Abstract

I argue that aspects of Tieck’s essay-fragment Über das Erhabene can provide insights into the psychic aberrations experienced by Christian in Der Runenberg. By uniting the rhetorical sublime of Longinus with the aesthetic sublime of Burke and Kant (and additional theories of sublimity by Carl Grosse and Johann Georg Sulzer), Tieck reveals a broad knowledge of this important eighteenth-century aesthetic category. Additionally, selected passages from his unfinished Das Buch über Shakespeare (1794–) demonstrate his continued engagement with sublimity and madness.
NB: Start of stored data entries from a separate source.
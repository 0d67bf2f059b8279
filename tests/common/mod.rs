//! Shared fixtures for integration tests: a scripted mock provider, an
//! event recorder, and a fully wired agent over a temp SQLite database.
#![allow(dead_code)]

use async_trait::async_trait;
use sam::agent::SamAgent;
use sam::circuit_breaker::{CircuitBreaker, CircuitBreakerConfig};
use sam::context::RequestContext;
use sam::db::engine::DatabaseEngine;
use sam::event_bus::{EventBus, EventHandler, HandlerError};
use sam::memory::MemoryStore;
use sam::provider::{ChatResponse, LLMProvider, Message, ProviderError, ToolDefinition, Usage};
use sam::tool_cache::ToolResultCache;
use sam::tool_registry::{Tool, ToolError, ToolRegistry, ToolSpec};
use serde_json::Value;
use std::sync::atomic::{AtomicUsize, Ordering};
use std::sync::{Arc, Mutex};
use std::time::Duration;

/// Scripted provider: each `chat` call pops the next response. Records
/// how many tool definitions accompanied each call.
pub struct MockProvider {
    script: Mutex<Vec<Result<ChatResponse, ProviderError>>>,
    pub calls: AtomicUsize,
    pub tools_seen: Mutex<Vec<usize>>,
}

impl MockProvider {
    pub fn new(script: Vec<Result<ChatResponse, ProviderError>>) -> Arc<Self> {
        let mut script = script;
        script.reverse(); // pop() yields in original order
        Arc::new(Self {
            script: Mutex::new(script),
            calls: AtomicUsize::new(0),
            tools_seen: Mutex::new(Vec::new()),
        })
    }
}

#[async_trait]
impl LLMProvider for MockProvider {
    async fn chat(
        &self,
        _messages: &[Message],
        tools: &[ToolDefinition],
    ) -> Result<ChatResponse, ProviderError> {
        self.calls.fetch_add(1, Ordering::SeqCst);
        self.tools_seen.lock().unwrap().push(tools.len());
        self.script
            .lock()
            .unwrap()
            .pop()
            .unwrap_or_else(|| Err(ProviderError::Api("script exhausted".into())))
    }

    fn model_name(&self) -> &str {
        "mock"
    }
}

/// Convenience: a plain text response with usage.
pub fn text_response(content: &str) -> Result<ChatResponse, ProviderError> {
    Ok(ChatResponse {
        content: content.to_string(),
        tool_calls: Vec::new(),
        usage: Some(Usage {
            prompt_tokens: 10,
            completion_tokens: 5,
            total_tokens: 15,
        }),
    })
}

/// Bus subscriber that records every event it sees.
pub struct Recorder {
    pub events: Mutex<Vec<(String, Value)>>,
}

impl Recorder {
    pub fn new() -> Arc<Self> {
        Arc::new(Self {
            events: Mutex::new(Vec::new()),
        })
    }

    pub fn names(&self) -> Vec<String> {
        self.events
            .lock()
            .unwrap()
            .iter()
            .map(|(name, _)| name.clone())
            .collect()
    }

    pub fn payloads_for(&self, event: &str) -> Vec<Value> {
        self.events
            .lock()
            .unwrap()
            .iter()
            .filter(|(name, _)| name == event)
            .map(|(_, payload)| payload.clone())
            .collect()
    }
}

#[async_trait]
impl EventHandler for Recorder {
    async fn on_event(&self, event: &str, payload: &Value) -> Result<(), HandlerError> {
        self.events
            .lock()
            .unwrap()
            .push((event.to_string(), payload.clone()));
        Ok(())
    }
}

/// A tool that echoes its arguments, optionally after a delay, optionally
/// failing.
pub struct EchoTool {
    pub name: String,
    pub delay: Duration,
    pub fail: bool,
    pub invocations: AtomicUsize,
}

impl EchoTool {
    pub fn named(name: &str) -> Arc<Self> {
        Arc::new(Self {
            name: name.to_string(),
            delay: Duration::ZERO,
            fail: false,
            invocations: AtomicUsize::new(0),
        })
    }

    pub fn slow(name: &str, delay: Duration) -> Arc<Self> {
        Arc::new(Self {
            name: name.to_string(),
            delay,
            fail: false,
            invocations: AtomicUsize::new(0),
        })
    }

    pub fn failing(name: &str) -> Arc<Self> {
        Arc::new(Self {
            name: name.to_string(),
            delay: Duration::ZERO,
            fail: true,
            invocations: AtomicUsize::new(0),
        })
    }
}

#[async_trait]
impl Tool for EchoTool {
    fn spec(&self) -> ToolSpec {
        ToolSpec::new(self.name.clone(), "Echo the arguments back")
    }

    async fn invoke(&self, args: Value, _ctx: &RequestContext) -> Result<Value, ToolError> {
        self.invocations.fetch_add(1, Ordering::SeqCst);
        if !self.delay.is_zero() {
            tokio::time::sleep(self.delay).await;
        }
        if self.fail {
            return Err(ToolError::ExecutionFailed("echo exploded".into()));
        }
        Ok(args)
    }
}

/// Fully wired agent over a temp SQLite file. Keep the `TempDir` alive
/// for the duration of the test.
pub struct Harness {
    pub _dir: tempfile::TempDir,
    pub bus: EventBus,
    pub registry: Arc<ToolRegistry>,
    pub memory: Arc<MemoryStore>,
    pub agent: Arc<SamAgent>,
}

pub async fn harness(provider: Arc<dyn LLMProvider>) -> Harness {
    harness_with_config(provider, CircuitBreakerConfig::default(), 10).await
}

pub async fn harness_with_config(
    provider: Arc<dyn LLMProvider>,
    breaker_config: CircuitBreakerConfig,
    max_iterations: u32,
) -> Harness {
    let dir = tempfile::tempdir().expect("tempdir");
    let url = format!("sqlite:///{}", dir.path().join("t.db").to_string_lossy());
    let db = Arc::new(DatabaseEngine::new(url));
    let memory = Arc::new(MemoryStore::new(db));
    memory.initialize().await.expect("migrations");

    let bus = EventBus::new();
    let registry = Arc::new(ToolRegistry::new(
        bus.clone(),
        Arc::new(ToolResultCache::in_memory()),
    ));
    let breaker = Arc::new(CircuitBreaker::new("test-provider", breaker_config));

    let agent = Arc::new(
        SamAgent::new(
            provider,
            Arc::clone(&registry),
            Arc::clone(&memory),
            bus.clone(),
            breaker,
        )
        .with_system_prompt("You are SAM.")
        .with_max_iterations(max_iterations),
    );

    Harness {
        _dir: dir,
        bus,
        registry,
        memory,
        agent,
    }
}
Given the approximate decade-long interval between his essay-fragment and Runenberg, I suggest William Lovell as a thematic midpoint and link in which Tieck begins to actualize Romantic notions of madness and sublimity implicit in many of his early writings. Turning to Runenberg, I concentrate on one taxonomy (‘Melancholie, Verrücktheit, Wahnsinn’) from Tieck’s essay-fragment and argue that Christian experiences neither a mobile inner journey nor a dynamic outer one, but rather an inner disconnectedness and fixation as a result of the self’s inadequacy and corruptibility in the face of nature and its experience of the sublime. The article concludes by contextualizing Tieck’s representation of melancholy and madness within eighteenth-century theoretical considerations of psychopathology, specifically by alluding to Kant’s essay Versuch über die Krankheiten des Kopfes.